» What to do
Down to the last line, restate the listing below exactly.

» Data under study

+ + + +

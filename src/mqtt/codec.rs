//! Control packet framing over byte streams
//!
//! Reads one MQTT control packet at a time from an async reader: the fixed
//! header byte, the variable length "remaining length" field (at most four
//! bytes) and then exactly that many body bytes.

use std::borrow::Cow;

use tokio::io::{AsyncRead, AsyncReadExt, AsyncWrite, AsyncWriteExt};

use super::parser::{encode_packet, parse_packet, MqttPacket, MqttPacketType};
use super::CodecError;

/// Longest valid encoding of the remaining length field
const MAX_LENGTH_BYTES: usize = 4;

/// A decoded control packet together with the bytes it was read from.
///
/// Untouched packets are written back exactly as they arrived. Any mutable
/// access drops the original bytes so the packet is re-encoded on write.
#[derive(Debug, Clone, PartialEq, Eq)]
pub struct ControlPacket {
    packet: MqttPacket,
    raw: Option<Vec<u8>>,
}

impl ControlPacket {
    /// Build a packet that will be encoded from its fields
    pub fn new(packet: MqttPacket) -> Self {
        Self { packet, raw: None }
    }

    pub fn disconnect() -> Self {
        Self::new(MqttPacket::Disconnect)
    }

    pub(crate) fn decoded(packet: MqttPacket, raw: Vec<u8>) -> Self {
        Self {
            packet,
            raw: Some(raw),
        }
    }

    pub fn packet(&self) -> &MqttPacket {
        &self.packet
    }

    /// Mutable access to the packet; the packet is re-encoded on write
    pub fn packet_mut(&mut self) -> &mut MqttPacket {
        self.raw = None;
        &mut self.packet
    }

    pub fn into_packet(self) -> MqttPacket {
        self.packet
    }

    pub fn packet_type(&self) -> MqttPacketType {
        self.packet.packet_type()
    }

    /// Whether the original wire bytes will be forwarded unchanged
    pub fn is_original(&self) -> bool {
        self.raw.is_some()
    }

    /// Wire representation of this packet
    pub fn to_bytes(&self) -> Result<Cow<'_, [u8]>, CodecError> {
        match &self.raw {
            Some(raw) => Ok(Cow::Borrowed(raw)),
            None => Ok(Cow::Owned(encode_packet(&self.packet)?)),
        }
    }
}

impl From<MqttPacket> for ControlPacket {
    fn from(packet: MqttPacket) -> Self {
        Self::new(packet)
    }
}

/// Read the next control packet.
///
/// Returns `Ok(None)` when the stream ends cleanly before the first byte of a
/// packet. End of stream anywhere inside a packet is [`CodecError::Truncated`].
pub async fn read_packet<R>(reader: &mut R) -> Result<Option<ControlPacket>, CodecError>
where
    R: AsyncRead + Unpin,
{
    let mut first = [0u8; 1];
    if reader.read(&mut first).await? == 0 {
        return Ok(None);
    }

    let mut frame = Vec::with_capacity(MAX_LENGTH_BYTES + 1);
    frame.push(first[0]);

    let mut remaining = 0usize;
    let mut multiplier = 1usize;
    let mut terminated = false;
    for _ in 0..MAX_LENGTH_BYTES {
        let byte = reader.read_u8().await.map_err(truncated)?;
        frame.push(byte);
        remaining += usize::from(byte & 0x7F) * multiplier;
        if byte & 0x80 == 0 {
            terminated = true;
            break;
        }
        multiplier *= 128;
    }
    if !terminated {
        return Err(CodecError::InvalidRemainingLength);
    }

    // The buffer grows with the bytes that actually arrive
    let body_len = (&mut *reader)
        .take(remaining as u64)
        .read_to_end(&mut frame)
        .await?;
    if body_len < remaining {
        return Err(CodecError::Truncated);
    }

    let packet = parse_packet(&frame)?;
    Ok(Some(ControlPacket::decoded(packet, frame)))
}

/// Write one control packet and flush it
pub async fn write_packet<W>(writer: &mut W, packet: &ControlPacket) -> Result<(), CodecError>
where
    W: AsyncWrite + Unpin,
{
    let bytes = packet.to_bytes()?;
    writer.write_all(&bytes).await?;
    writer.flush().await?;
    Ok(())
}

fn truncated(e: std::io::Error) -> CodecError {
    if e.kind() == std::io::ErrorKind::UnexpectedEof {
        CodecError::Truncated
    } else {
        CodecError::Io(e)
    }
}

#[cfg(test)]
mod tests {
    use super::*;
    use crate::mqtt::ParsedPublish;

    const PUBLISH: [u8; 14] = [
        0x30, 0x0C, // PUBLISH QoS 0, remaining length 12
        0x00, 0x05, b't', b'e', b's', b't', b'/', // Topic "test/"
        b'h', b'e', b'l', b'l', b'o', // Payload "hello"
    ];

    #[tokio::test]
    async fn test_read_consecutive_packets() {
        let mut input: Vec<u8> = PUBLISH.to_vec();
        input.extend_from_slice(&[0xC0, 0x00]); // PINGREQ
        let mut reader = &input[..];

        let first = read_packet(&mut reader).await.unwrap().unwrap();
        assert_eq!(first.packet_type(), MqttPacketType::Publish);
        assert!(first.is_original());

        let second = read_packet(&mut reader).await.unwrap().unwrap();
        assert_eq!(second.packet(), &MqttPacket::PingReq);

        assert!(read_packet(&mut reader).await.unwrap().is_none());
    }

    #[tokio::test]
    async fn test_eof_inside_frame_is_truncated() {
        let mut reader = &PUBLISH[..6];
        assert!(matches!(
            read_packet(&mut reader).await,
            Err(CodecError::Truncated)
        ));
    }

    #[tokio::test]
    async fn test_eof_inside_length_is_truncated() {
        // Continuation bit set, then end of stream
        let mut reader: &[u8] = &[0x30, 0x80];
        assert!(matches!(
            read_packet(&mut reader).await,
            Err(CodecError::Truncated)
        ));
    }

    #[tokio::test]
    async fn test_largest_frame_header_with_short_body() {
        // Remaining length 268435455, then three body bytes and end of stream
        let mut reader: &[u8] = &[0x30, 0xFF, 0xFF, 0xFF, 0x7F, 0x00, 0x01, b'a'];
        assert!(matches!(
            read_packet(&mut reader).await,
            Err(CodecError::Truncated)
        ));
        assert!(reader.is_empty());
    }

    #[tokio::test]
    async fn test_overlong_remaining_length() {
        let mut reader: &[u8] = &[0x30, 0xFF, 0xFF, 0xFF, 0xFF, 0x01];
        assert!(matches!(
            read_packet(&mut reader).await,
            Err(CodecError::InvalidRemainingLength)
        ));
    }

    #[tokio::test]
    async fn test_multi_byte_remaining_length() {
        let payload = vec![b'x'; 200];
        let packet = ControlPacket::new(MqttPacket::Publish(ParsedPublish {
            topic: "big".to_string(),
            payload: payload.clone(),
            qos: 0,
            retain: false,
            dup: false,
            packet_id: None,
        }));
        let bytes = packet.to_bytes().unwrap().into_owned();
        // 2 + 3 + 200 = 205 needs two length bytes
        assert_eq!(&bytes[1..3], &[0xCD, 0x01]);

        let mut reader = &bytes[..];
        let decoded = read_packet(&mut reader).await.unwrap().unwrap();
        match decoded.packet() {
            MqttPacket::Publish(p) => assert_eq!(p.payload, payload),
            _ => panic!("Expected PUBLISH packet"),
        }
    }

    #[tokio::test]
    async fn test_untouched_packet_is_byte_exact() {
        let mut reader = &PUBLISH[..];
        let packet = read_packet(&mut reader).await.unwrap().unwrap();

        let mut out = Vec::new();
        write_packet(&mut out, &packet).await.unwrap();
        assert_eq!(out, PUBLISH);
    }

    #[tokio::test]
    async fn test_mutated_packet_is_reencoded() {
        let mut reader = &PUBLISH[..];
        let mut packet = read_packet(&mut reader).await.unwrap().unwrap();
        if let MqttPacket::Publish(p) = packet.packet_mut() {
            p.topic = "other/".to_string();
        }
        assert!(!packet.is_original());

        let bytes = packet.to_bytes().unwrap();
        match parse_packet(&bytes).unwrap() {
            MqttPacket::Publish(p) => {
                assert_eq!(p.topic, "other/");
                assert_eq!(p.payload, b"hello");
            }
            _ => panic!("Expected PUBLISH packet"),
        }
    }
}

+ + + +

» Task response
filename src/mqtt/codec.rs
//! Control packet framing over byte streams
//!
//! Reads one MQTT control packet at a time from an async reader: the fixed
//! header byte, the variable length "remaining length" field (at most four
//! bytes) and then exactly that many body bytes.

use std::borrow::Cow;

use tokio::io::{AsyncRead, AsyncReadExt, AsyncWrite, AsyncWriteExt};

use super::parser::{encode_packet, parse_packet, MqttPacket, MqttPacketType};
use super::CodecError;

/// Longest valid encoding of the remaining length field
const MAX_LENGTH_BYTES: usize = 4;

/// A decoded control packet together with the bytes it was read from.
///
/// Untouched packets are written back exactly as they arrived. Any mutable
/// access drops the original bytes so the packet is re-encoded on write.
#[derive(Debug, Clone, PartialEq, Eq)]
pub struct ControlPacket {
    packet: MqttPacket,
    raw: Option<Vec<u8>>,
}

impl ControlPacket {
    /// Build a packet that will be encoded from its fields
    pub fn new(packet: MqttPacket) -> Self {
        Self { packet, raw: None }
    }

    pub fn disconnect() -> Self {
        Self::new(MqttPacket::Disconnect)
    }

    pub(crate) fn decoded(packet: MqttPacket, raw: Vec<u8>) -> Self {
        Self {
            packet,
            raw: Some(raw),
        }
    }

    pub fn packet(&self) -> &MqttPacket {
        &self.packet
    }

    /// Mutable access to the packet; the packet is re-encoded on write
    pub fn packet_mut(&mut self) -> &mut MqttPacket {
        self.raw = None;
        &mut self.packet
    }

    pub fn into_packet(self) -> MqttPacket {
        self.packet
    }

    pub fn packet_type(&self) -> MqttPacketType {
        self.packet.packet_type()
    }

    /// Whether the original wire bytes will be forwarded unchanged
    pub fn is_original(&self) -> bool {
        self.raw.is_some()
    }

    /// Wire representation of this packet
    pub fn to_bytes(&self) -> Result<Cow<'_, [u8]>, CodecError> {
        match &self.raw {
            Some(raw) => Ok(Cow::Borrowed(raw)),
            None => Ok(Cow::Owned(encode_packet(&self.packet)?)),
        }
    }
}

impl From<MqttPacket> for ControlPacket {
    fn from(packet: MqttPacket) -> Self {
        Self::new(packet)
    }
}

/// Read the next control packet.
///
/// Returns `Ok(None)` when the stream ends cleanly before the first byte of a
/// packet. End of stream anywhere inside a packet is [`CodecError::Truncated`].
pub async fn read_packet<R>(reader: &mut R) -> Result<Option<ControlPacket>, CodecError>
where
    R: AsyncRead + Unpin,
{
    let mut first = [0u8; 1];
    if reader.read(&mut first).await? == 0 {
        return Ok(None);
    }

    let mut frame = Vec::with_capacity(MAX_LENGTH_BYTES + 1);
    frame.push(first[0]);

    let mut remaining = 0usize;
    let mut multiplier = 1usize;
    let mut terminated = false;
    for _ in 0..MAX_LENGTH_BYTES {
        let byte = reader.read_u8().await.map_err(truncated)?;
        frame.push(byte);
        remaining += usize::from(byte & 0x7F) * multiplier;
        if byte & 0x80 == 0 {
            terminated = true;
            break;
        }
        multiplier *= 128;
    }
    if !terminated {
        return Err(CodecError::InvalidRemainingLength);
    }

    // The buffer grows with the bytes that actually arrive
    let body_len = (&mut *reader)
        .take(remaining as u64)
        .read_to_end(&mut frame)
        .await?;
    if body_len < remaining {
        return Err(CodecError::Truncated);
    }

    let packet = parse_packet(&frame)?;
    Ok(Some(ControlPacket::decoded(packet, frame)))
}

/// Write one control packet and flush it
pub async fn write_packet<W>(writer: &mut W, packet: &ControlPacket) -> Result<(), CodecError>
where
    W: AsyncWrite + Unpin,
{
    let bytes = packet.to_bytes()?;
    writer.write_all(&bytes).await?;
    writer.flush().await?;
    Ok(())
}

fn truncated(e: std::io::Error) -> CodecError {
    if e.kind() == std::io::ErrorKind::UnexpectedEof {
        CodecError::Truncated
    } else {
        CodecError::Io(e)
    }
}

#[cfg(test)]
mod tests {
    use super::*;
    use crate::mqtt::ParsedPublish;

    const PUBLISH: [u8; 14] = [
        0x30, 0x0C, // PUBLISH QoS 0, remaining length 12
        0x00, 0x05, b't', b'e', b's', b't', b'/', // Topic "test/"
        b'h', b'e', b'l', b'l', b'o', // Payload "hello"
    ];

    #[tokio::test]
    async fn test_read_consecutive_packets() {
        let mut input: Vec<u8> = PUBLISH.to_vec();
        input.extend_from_slice(&[0xC0, 0x00]); // PINGREQ
        let mut reader = &input[..];

        let first = read_packet(&mut reader).await.unwrap().unwrap();
        assert_eq!(first.packet_type(), MqttPacketType::Publish);
        assert!(first.is_original());

        let second = read_packet(&mut reader).await.unwrap().unwrap();
        assert_eq!(second.packet(), &MqttPacket::PingReq);

        assert!(read_packet(&mut reader).await.unwrap().is_none());
    }

    #[tokio::test]
    async fn test_eof_inside_frame_is_truncated() {
        let mut reader = &PUBLISH[..6];
        assert!(matches!(
            read_packet(&mut reader).await,
            Err(CodecError::Truncated)
        ));
    }

    #[tokio::test]
    async fn test_eof_inside_length_is_truncated() {
        // Continuation bit set, then end of stream
        let mut reader: &[u8] = &[0x30, 0x80];
        assert!(matches!(
            read_packet(&mut reader).await,
            Err(CodecError::Truncated)
        ));
    }

    #[tokio::test]
    async fn test_largest_frame_header_with_short_body() {
        // Remaining length 268435455, then three body bytes and end of stream
        let mut reader: &[u8] = &[0x30, 0xFF, 0xFF, 0xFF, 0x7F, 0x00, 0x01, b'a'];
        assert!(matches!(
            read_packet(&mut reader).await,
            Err(CodecError::Truncated)
        ));
        assert!(reader.is_empty());
    }

    #[tokio::test]
    async fn test_overlong_remaining_length() {
        let mut reader: &[u8] = &[0x30, 0xFF, 0xFF, 0xFF, 0xFF, 0x01];
        assert!(matches!(
            read_packet(&mut reader).await,
            Err(CodecError::InvalidRemainingLength)
        ));
    }

    #[tokio::test]
    async fn test_multi_byte_remaining_length() {
        let payload = vec![b'x'; 200];
        let packet = ControlPacket::new(MqttPacket::Publish(ParsedPublish {
            topic: "big".to_string(),
            payload: payload.clone(),
            qos: 0,
            retain: false,
            dup: false,
            packet_id: None,
        }));
        let bytes = packet.to_bytes().unwrap().into_owned();
        // 2 + 3 + 200 = 205 needs two length bytes
        assert_eq!(&bytes[1..3], &[0xCD, 0x01]);

        let mut reader = &bytes[..];
        let decoded = read_packet(&mut reader).await.unwrap().unwrap();
        match decoded.packet() {
            MqttPacket::Publish(p) => assert_eq!(p.payload, payload),
            _ => panic!("Expected PUBLISH packet"),
        }
    }

    #[tokio::test]
    async fn test_untouched_packet_is_byte_exact() {
        let mut reader = &PUBLISH[..];
        let packet = read_packet(&mut reader).await.unwrap().unwrap();

        let mut out = Vec::new();
        write_packet(&mut out, &packet).await.unwrap();
        assert_eq!(out, PUBLISH);
    }

    #[tokio::test]
    async fn test_mutated_packet_is_reencoded() {
        let mut reader = &PUBLISH[..];
        let mut packet = read_packet(&mut reader).await.unwrap().unwrap();
        if let MqttPacket::Publish(p) = packet.packet_mut() {
            p.topic = "other/".to_string();
        }
        assert!(!packet.is_original());

        let bytes = packet.to_bytes().unwrap();
        match parse_packet(&bytes).unwrap() {
            MqttPacket::Publish(p) => {
                assert_eq!(p.topic, "other/");
                assert_eq!(p.payload, b"hello");
            }
            _ => panic!("Expected PUBLISH packet"),
        }
    }
}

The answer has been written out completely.